Task material Start Marker

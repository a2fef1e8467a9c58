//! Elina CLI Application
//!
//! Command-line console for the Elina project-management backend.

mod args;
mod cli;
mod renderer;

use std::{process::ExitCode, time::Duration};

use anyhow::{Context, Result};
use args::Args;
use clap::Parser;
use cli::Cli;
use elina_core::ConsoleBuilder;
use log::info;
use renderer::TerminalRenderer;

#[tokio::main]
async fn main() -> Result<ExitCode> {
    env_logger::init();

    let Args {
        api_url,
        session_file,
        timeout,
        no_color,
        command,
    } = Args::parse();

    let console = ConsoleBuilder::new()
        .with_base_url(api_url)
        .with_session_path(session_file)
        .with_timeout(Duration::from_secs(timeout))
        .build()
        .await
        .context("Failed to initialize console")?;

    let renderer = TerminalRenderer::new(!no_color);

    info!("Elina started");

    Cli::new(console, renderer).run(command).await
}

Task material End Marker

**Problem statement**
When a line contains the string "TerminalRenderer", copy it from the records.

**Solution to this problem**
use renderer::TerminalRenderer;
    let renderer = TerminalRenderer::new(!no_color);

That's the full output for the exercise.